Go through the data and copy each line where the string "PathBuf" appears.

[Dataset records]
───
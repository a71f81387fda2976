use std::fs;
use std::path::{Path, PathBuf};
use std::process::{Command, Output};
use std::time::{SystemTime, UNIX_EPOCH};

fn make_temp_dir(prefix: &str) -> PathBuf {
    let nanos = SystemTime::now()
        .duration_since(UNIX_EPOCH)
        .expect("system clock is before UNIX_EPOCH")
        .as_nanos();
    let pid = std::process::id();
    let dir = std::env::temp_dir().join(format!("vcn-integ-{prefix}-{pid}-{nanos}"));
    fs::create_dir_all(&dir).expect("failed to create temp dir");
    dir
}

/// `vcn` with an isolated home and a registry URL nothing listens on.
fn vcn(home: &Path) -> Command {
    let mut cmd = Command::new(env!("CARGO_BIN_EXE_vcn"));
    cmd.env("VCN_HOME", home)
        .env("VCN_API_URL", "http://127.0.0.1:1")
        .env("VCN_TIMEOUT_SECS", "5")
        .env_remove("VCN_TOKEN")
        .env_remove("VCN_STAGE")
        .env_remove("RUST_LOG");
    cmd
}

fn with_wallet(home: &Path) {
    let keystore = home.join("keystore");
    fs::create_dir_all(&keystore).expect("failed to create keystore");
    fs::write(
        keystore.join("UTC--2019-01-01--wallet.json"),
        r#"{"address":"5b8fd1b1fd5c4e3b8ea4d1f0f4f7e0b1c2d3e4f5","crypto":{}}"#,
    )
    .expect("failed to write keystore entry");
}

fn stderr(out: &Output) -> String {
    String::from_utf8_lossy(&out.stderr).into_owned()
}

#[test]
fn help_works() {
    let home = make_temp_dir("help");
    let out = vcn(&home)
        .arg("--help")
        .output()
        .expect("failed to run vcn --help");
    assert!(
        out.status.success(),
        "vcn --help failed:\nstatus: {}\nstderr:\n{}",
        out.status,
        stderr(&out),
    );
    let stdout = String::from_utf8_lossy(&out.stdout);
    for verb in ["sign", "untrust", "unsupport", "verify", "list", "login", "dashboard"] {
        assert!(stdout.contains(verb), "help is missing {verb}:\n{stdout}");
    }

    let _ = fs::remove_dir_all(&home);
}

#[test]
fn unknown_command_prints_help() {
    let home = make_temp_dir("unknown");
    let out = vcn(&home)
        .arg("frobnicate")
        .output()
        .expect("failed to run vcn frobnicate");
    assert!(out.status.success(), "status: {}", out.status);
    let stdout = String::from_utf8_lossy(&out.stdout);
    assert!(
        stdout.contains("No such command: frobnicate"),
        "unexpected output:\n{stdout}"
    );
    assert!(stdout.contains("Usage"), "help not shown:\n{stdout}");

    let _ = fs::remove_dir_all(&home);
}

#[test]
fn sign_without_session_asks_to_login() {
    let home = make_temp_dir("no-session");
    with_wallet(&home);
    let file = home.join("app.tar.gz");
    fs::write(&file, b"release bits").expect("failed to write artifact");

    let out = vcn(&home)
        .arg("sign")
        .arg(&file)
        .output()
        .expect("failed to run vcn sign");
    assert_eq!(out.status.code(), Some(1), "stderr:\n{}", stderr(&out));
    assert!(
        stderr(&out).contains("vcn login"),
        "missing login guidance:\n{}",
        stderr(&out)
    );

    let _ = fs::remove_dir_all(&home);
}

#[test]
fn sign_on_fresh_home_asks_to_login() {
    let home = make_temp_dir("fresh");
    let file = home.join("a.bin");
    fs::write(&file, b"release bits").expect("failed to write artifact");

    let out = vcn(&home)
        .arg("sign")
        .arg(&file)
        .output()
        .expect("failed to run vcn sign");
    assert_eq!(out.status.code(), Some(1), "stderr:\n{}", stderr(&out));
    assert!(
        stderr(&out).contains("You need to be logged in."),
        "missing login guidance:\n{}",
        stderr(&out)
    );
    assert!(stderr(&out).contains("vcn login"), "stderr:\n{}", stderr(&out));

    let _ = fs::remove_dir_all(&home);
}

#[test]
fn list_on_fresh_home_asks_to_login() {
    let home = make_temp_dir("fresh-list");
    let out = vcn(&home)
        .arg("list")
        .output()
        .expect("failed to run vcn list");
    assert_eq!(out.status.code(), Some(1), "stderr:\n{}", stderr(&out));
    assert!(stderr(&out).contains("vcn login"), "stderr:\n{}", stderr(&out));

    let _ = fs::remove_dir_all(&home);
}

#[test]
fn fatal_errors_reach_stderr_with_logging_off() {
    let home = make_temp_dir("log-off");
    let out = vcn(&home)
        .arg("v")
        .env("RUST_LOG", "off")
        .output()
        .expect("failed to run vcn v");
    assert_eq!(out.status.code(), Some(1));
    assert!(
        stderr(&out).contains("error: assets required"),
        "stderr:\n{}",
        stderr(&out)
    );

    let _ = fs::remove_dir_all(&home);
}

#[test]
fn sign_requires_an_artifact() {
    let home = make_temp_dir("no-arg");
    let out = vcn(&home)
        .arg("s")
        .output()
        .expect("failed to run vcn s");
    assert!(!out.status.success());
    assert!(
        stderr(&out).contains("filename or type:reference required"),
        "stderr:\n{}",
        stderr(&out)
    );

    let _ = fs::remove_dir_all(&home);
}

#[test]
fn untrust_rejects_unsupported_reference_types() {
    let home = make_temp_dir("bad-ref");
    let out = vcn(&home)
        .args(["untrust", "docker:nginx", "--yes"])
        .output()
        .expect("failed to run vcn untrust");
    assert!(!out.status.success());
    assert!(
        stderr(&out).contains("unsupported artifact type"),
        "stderr:\n{}",
        stderr(&out)
    );

    let _ = fs::remove_dir_all(&home);
}

#[test]
fn verify_reports_unreachable_registry_per_asset() {
    let home = make_temp_dir("verify-offline");
    let out = vcn(&home)
        .args(["verify", "--hash", "deadbeef"])
        .output()
        .expect("failed to run vcn verify");
    assert_eq!(out.status.code(), Some(1));
    assert!(
        stderr(&out).contains("failed to verify deadbeef"),
        "stderr:\n{}",
        stderr(&out)
    );

    let _ = fs::remove_dir_all(&home);
}

#[test]
fn verify_requires_assets() {
    let home = make_temp_dir("verify-empty");
    let out = vcn(&home)
        .arg("v")
        .output()
        .expect("failed to run vcn v");
    assert!(!out.status.success());
    assert!(stderr(&out).contains("assets required"), "stderr:\n{}", stderr(&out));

    let _ = fs::remove_dir_all(&home);
}

#[test]
fn login_stores_token_and_creates_layout() {
    let home = make_temp_dir("login");
    let out = vcn(&home)
        .args(["login", "--token", "session-123"])
        .output()
        .expect("failed to run vcn login");
    assert!(out.status.success(), "stderr:\n{}", stderr(&out));

    assert!(home.join("keystore").is_dir(), "keystore/ not created");
    let token = fs::read_to_string(home.join("t")).expect("token file not written");
    assert_eq!(token, "session-123\n");

    let _ = fs::remove_dir_all(&home);
}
───
• **Task answer**
use std::path::{Path, PathBuf};
fn make_temp_dir(prefix: &str) -> PathBuf {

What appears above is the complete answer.